Results: Five-day treatment of AZA was crucial for the more efficient demethylation of the HDPSCs. Analysis of the proliferation, apoptosis, and relative expression of the Nestin indicated that the AZA and SAHA neither enhance nor inhibit the differentiation of the HDPSCs into NPCs. Howevere, the expression of Nestin decreased at day 7 in NPCs derived with SAHAH treatment compared with NPCs derived with AZA treatmement. However, there was no difference in Nestin expression in any treatment-derived NPCs compared with control NPCs. All of the NPCs derived from all of the groups were able to differentiate into terminal neurons.
Conclusion: Neither DNA demethylation nor the histone deacetylation has any main effects on proliferation and apoptosis during the differentiation of HDPSCs into NPCs. The only significant effect of the treatments was on the size of the NPCs at day 7; the SAHAH treatment had the smallest NPCs.

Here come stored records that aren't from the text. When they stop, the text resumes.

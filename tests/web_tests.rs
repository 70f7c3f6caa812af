//! HTTP API tests, driven through the router without binding a socket

use std::sync::Arc;

use axum::body::Body;
use axum::http::{header, Request, StatusCode};
use axum::Router;
use serde_json::{json, Value};
use tower::ServiceExt;

use taxon_solver::web::server::{build_router, AppState};
use taxon_solver::{MatchService, ResolverConfig};

fn app() -> Router {
    let service = MatchService::from_config(&ResolverConfig::default()).unwrap();
    build_router(Arc::new(AppState { service }))
}

async fn read_json(response: axum::response::Response) -> Value {
    let bytes = axum::body::to_bytes(response.into_body(), usize::MAX)
        .await
        .unwrap();
    serde_json::from_slice(&bytes).unwrap()
}

async fn get(app: Router, uri: &str) -> (StatusCode, Value) {
    let response = app
        .oneshot(Request::builder().uri(uri).body(Body::empty()).unwrap())
        .await
        .unwrap();
    let status = response.status();
    (status, read_json(response).await)
}

async fn post(app: Router, uri: &str, body: &Value) -> (StatusCode, Value) {
    let response = app
        .oneshot(
            Request::builder()
                .method("POST")
                .uri(uri)
                .header(header::CONTENT_TYPE, "application/json")
                .body(Body::from(body.to_string()))
                .unwrap(),
        )
        .await
        .unwrap();
    let status = response.status();
    (status, read_json(response).await)
}

#[tokio::test]
async fn test_search_by_classification_post() {
    let body = json!({ "scientificName": "Acacia dealbata", "family": "Fabaceae" });
    let (status, result) = post(app(), "/api/searchByClassification", &body).await;

    assert_eq!(status, StatusCode::OK);
    assert_eq!(result["success"], true);
    assert_eq!(result["taxonConceptID"], "ACA-DEA");
    assert_eq!(result["matchType"], "exactMatch");
    assert_eq!(result["speciesGroup"], json!(["Plants"]));
    assert_eq!(result["issues"], json!(["noIssue"]));
}

#[tokio::test]
async fn test_search_by_classification_get_on_both_prefixes() {
    for prefix in ["/api", "/v2/api"] {
        let uri = format!("{prefix}/searchByClassification?scientificName=Morus&kingdom=Animalia");
        let (status, result) = get(app(), &uri).await;

        assert_eq!(status, StatusCode::OK);
        assert_eq!(result["taxonConceptID"], "G-MOR-A");
    }
}

#[tokio::test]
async fn test_hints_travel_in_the_body() {
    let body = json!({
        "scientificName": "Acacia dealbata",
        "hints": { "kingdom": ["Animalia"] }
    });
    let (status, result) = post(app(), "/api/searchByClassification", &body).await;

    assert_eq!(status, StatusCode::OK);
    assert_eq!(result["success"], true);
    assert_eq!(result["issues"], json!(["hintMismatch"]));
}

#[tokio::test]
async fn test_search_all_preserves_nulls_and_order() {
    let body = json!([
        { "scientificName": "Eucalyptus regnans" },
        null,
        { "scientificName": "Xyzzy plugh", "style": "STRICT" },
        { "vernacularName": "Koala" }
    ]);
    let (status, results) = post(app(), "/api/searchAllByClassification", &body).await;

    assert_eq!(status, StatusCode::OK);
    let results = results.as_array().unwrap();
    assert_eq!(results.len(), 4);
    assert_eq!(results[0]["taxonConceptID"], "EUC-REG");
    assert!(results[1].is_null());
    assert_eq!(results[2]["success"], false);
    assert_eq!(results[2]["issues"], json!(["noMatch"]));
    assert_eq!(results[3]["taxonConceptID"], "PHA-CIN");
}

#[tokio::test]
async fn test_search_by_name_and_vernacular() {
    let (status, result) = get(app(), "/api/search?q=Acacia%20mollissima").await;
    assert_eq!(status, StatusCode::OK);
    assert_eq!(result["taxonConceptID"], "ACA-DEA");
    assert_eq!(result["issues"], json!(["misappliedName"]));

    let (status, result) = get(app(), "/api/searchByVernacularName?vernacularName=Mountain%20Ash").await;
    assert_eq!(status, StatusCode::OK);
    assert_eq!(result["taxonConceptID"], "EUC-REG");
}

#[tokio::test]
async fn test_get_by_taxon_id_follow() {
    let (_, unfollowed) = get(app(), "/api/getByTaxonID?taxonID=RAC-DEA").await;
    assert_eq!(unfollowed["taxonConceptID"], "RAC-DEA");

    let (_, followed) = get(app(), "/api/getByTaxonID?taxonID=RAC-DEA&follow=true").await;
    assert_eq!(followed["taxonConceptID"], "ACA-DEA");

    let (status, missing) = get(app(), "/api/getByTaxonID?taxonID=NOPE").await;
    assert_eq!(status, StatusCode::OK);
    assert_eq!(missing["success"], false);
}

#[tokio::test]
async fn test_get_all_by_taxon_id() {
    let body = json!(["EUC-GLO", null, "NOPE"]);
    let (status, results) = post(app(), "/api/getAllByTaxonID", &body).await;

    assert_eq!(status, StatusCode::OK);
    assert_eq!(results[0]["taxonConceptID"], "EUC-GLO");
    assert!(results[1].is_null());
    assert_eq!(results[2]["success"], false);
}

#[tokio::test]
async fn test_get_all_by_taxon_id_from_query_string() {
    for uri in [
        "/api/getAllByTaxonID?taxonIDs=EUC-GLO&taxonIDs=ACA-DEA&follow=false",
        "/v2/api/getAllByTaxonID?taxonIDs=EUC-GLO,ACA-DEA",
    ] {
        let response = app()
            .oneshot(
                Request::builder()
                    .method("POST")
                    .uri(uri)
                    .body(Body::empty())
                    .unwrap(),
            )
            .await
            .unwrap();

        assert_eq!(response.status(), StatusCode::OK, "{uri}");
        let results = read_json(response).await;
        let results = results.as_array().unwrap();
        assert_eq!(results.len(), 2);
        assert_eq!(results[0]["taxonConceptID"], "EUC-GLO");
        assert_eq!(results[1]["taxonConceptID"], "ACA-DEA");
    }
}

#[tokio::test]
async fn test_get_all_by_taxon_id_follows_from_query_string() {
    let response = app()
        .oneshot(
            Request::builder()
                .method("POST")
                .uri("/api/getAllByTaxonID?taxonIDs=RAC-DEA&follow=true")
                .body(Body::empty())
                .unwrap(),
        )
        .await
        .unwrap();

    assert_eq!(response.status(), StatusCode::OK);
    let results = read_json(response).await;
    assert_eq!(results[0]["taxonConceptID"], "ACA-DEA");
}

#[tokio::test]
async fn test_get_all_by_taxon_id_needs_identifiers() {
    let response = app()
        .oneshot(
            Request::builder()
                .method("POST")
                .uri("/api/getAllByTaxonID")
                .body(Body::empty())
                .unwrap(),
        )
        .await
        .unwrap();

    assert_eq!(response.status(), StatusCode::BAD_REQUEST);
    let body = read_json(response).await;
    assert_eq!(body["error_type"], "invalid_query");
}

#[tokio::test]
async fn test_check_name_rank() {
    let (_, yes) = get(app(), "/api/check?name=Acacia&rank=genus").await;
    assert_eq!(yes, json!(true));

    let (_, no) = get(app(), "/api/check?name=Acacia&rank=family").await;
    assert_eq!(no, json!(false));

    let (_, unknown) = get(app(), "/api/check?name=Xyzzy").await;
    assert_eq!(unknown, Value::Null);

    let (status, _) = get(app(), "/api/check?name=Acacia&rank=clade").await;
    assert_eq!(status, StatusCode::BAD_REQUEST);
}

#[tokio::test]
async fn test_autocomplete() {
    let (status, entries) = get(app(), "/api/autocomplete?q=Acacia&max=3").await;

    assert_eq!(status, StatusCode::OK);
    let entries = entries.as_array().unwrap();
    assert!(!entries.is_empty());
    assert!(entries.len() <= 3);
    assert!(entries
        .iter()
        .all(|e| e["name"].as_str().unwrap().starts_with("Acacia")));
}

#[tokio::test]
async fn test_lsid_lookups() {
    let (_, by_id) = get(app(), "/api/searchForLsidById?id=PHA-CIN-VIC").await;
    assert_eq!(by_id, json!("PHA-CIN"));

    let (_, by_name) = get(app(), "/api/searchForLSID?name=Amanita%20muscaria").await;
    assert_eq!(by_name, json!("AMA-MUS"));

    let (_, missing) = get(app(), "/api/searchForLSID?name=Xyzzy%20plugh").await;
    assert_eq!(missing, Value::Null);
}

#[tokio::test]
async fn test_guids_for_taxa() {
    let body = json!(["Malurus cyaneus", null, "Morus"]);
    let (status, guids) = post(app(), "/api/getGuidsForTaxa", &body).await;

    assert_eq!(status, StatusCode::OK);
    assert_eq!(guids, json!(["MAL-CYA", null, null]));
}

#[tokio::test]
async fn test_common_names() {
    let (status, names) = get(app(), "/api/getCommonNamesForLSID?lsid=ACA-DEA").await;
    assert_eq!(status, StatusCode::OK);
    assert_eq!(names, json!(["Silver Wattle", "Mimosa"]));

    let (_, limited) = get(app(), "/api/getCommonNamesForLSID?lsid=ACA-DEA&max=1").await;
    assert_eq!(limited, json!(["Silver Wattle"]));
}

#[tokio::test]
async fn test_groups_and_health() {
    let (status, groups) = get(app(), "/api/groups").await;
    assert_eq!(status, StatusCode::OK);
    assert_eq!(groups["count"], 7);
    assert_eq!(groups["groups"][1]["name"], "Flowering plants");
    assert_eq!(groups["groups"][1]["parent"], "Plants");

    let (status, health) = get(app(), "/v2/api/health").await;
    assert_eq!(status, StatusCode::OK);
    assert_eq!(health["status"], "ok");
    assert_eq!(health["speciesGroups"], 7);
}

#[tokio::test]
async fn test_malformed_body_is_rejected() {
    let response = app()
        .oneshot(
            Request::builder()
                .method("POST")
                .uri("/api/searchByClassification")
                .header(header::CONTENT_TYPE, "application/json")
                .body(Body::from("{ not json"))
                .unwrap(),
        )
        .await
        .unwrap();

    assert_eq!(response.status(), StatusCode::BAD_REQUEST);
    let body = read_json(response).await;
    assert_eq!(body["error_type"], "invalid_body");
}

Keywords: Differentiation, epigenetic modifiers, human dental pulp stem cells, neural progenitor cells


How to cite this article:
Alketbi FS, Khan AA, Gul MT, Khan Khattak MN, Jayakumar MN, Samsudin A R. The effects of epigenetic modifiers on the differentiation of human dental pulp stem cells into neural progenitor-like cells. Adv Biomed Health Sci 2023;2:62-71

How to cite this URL:
Alketbi FS, Khan AA, Gul MT, Khan Khattak MN, Jayakumar MN, Samsudin A R. The effects of epigenetic modifiers on the differentiation of human dental pulp stem cells into neural progenitor-like cells. Adv Biomed Health Sci [serial online] 2023 [cited 2023 Jun 9];2:62-71. Available from: http://www.abhsjournal.net/text.asp?2023/2/2/62/371227




  Background Top


Neurological disorders represent one of the major threats to human health, as they affect approximately one billion people worldwide [1]. The difficulties to extract neural stem cells from the nervous system make a major challenge to study and treat these neurological disorders [2]. Moreover, the central nervous system is hard to regenerate after an injury or pathological degeneration [3]. In recent years, mesenchymal stem cells (MSCs) have been used widely in regenerative medicine as they have broad differentiation potentials including their differentiation potential of neural lineages [4],[5],[6]. This differentiation potential makes them an attractive source of alternative cells that may be used in neurogenerative disorders instead of neural stem cells.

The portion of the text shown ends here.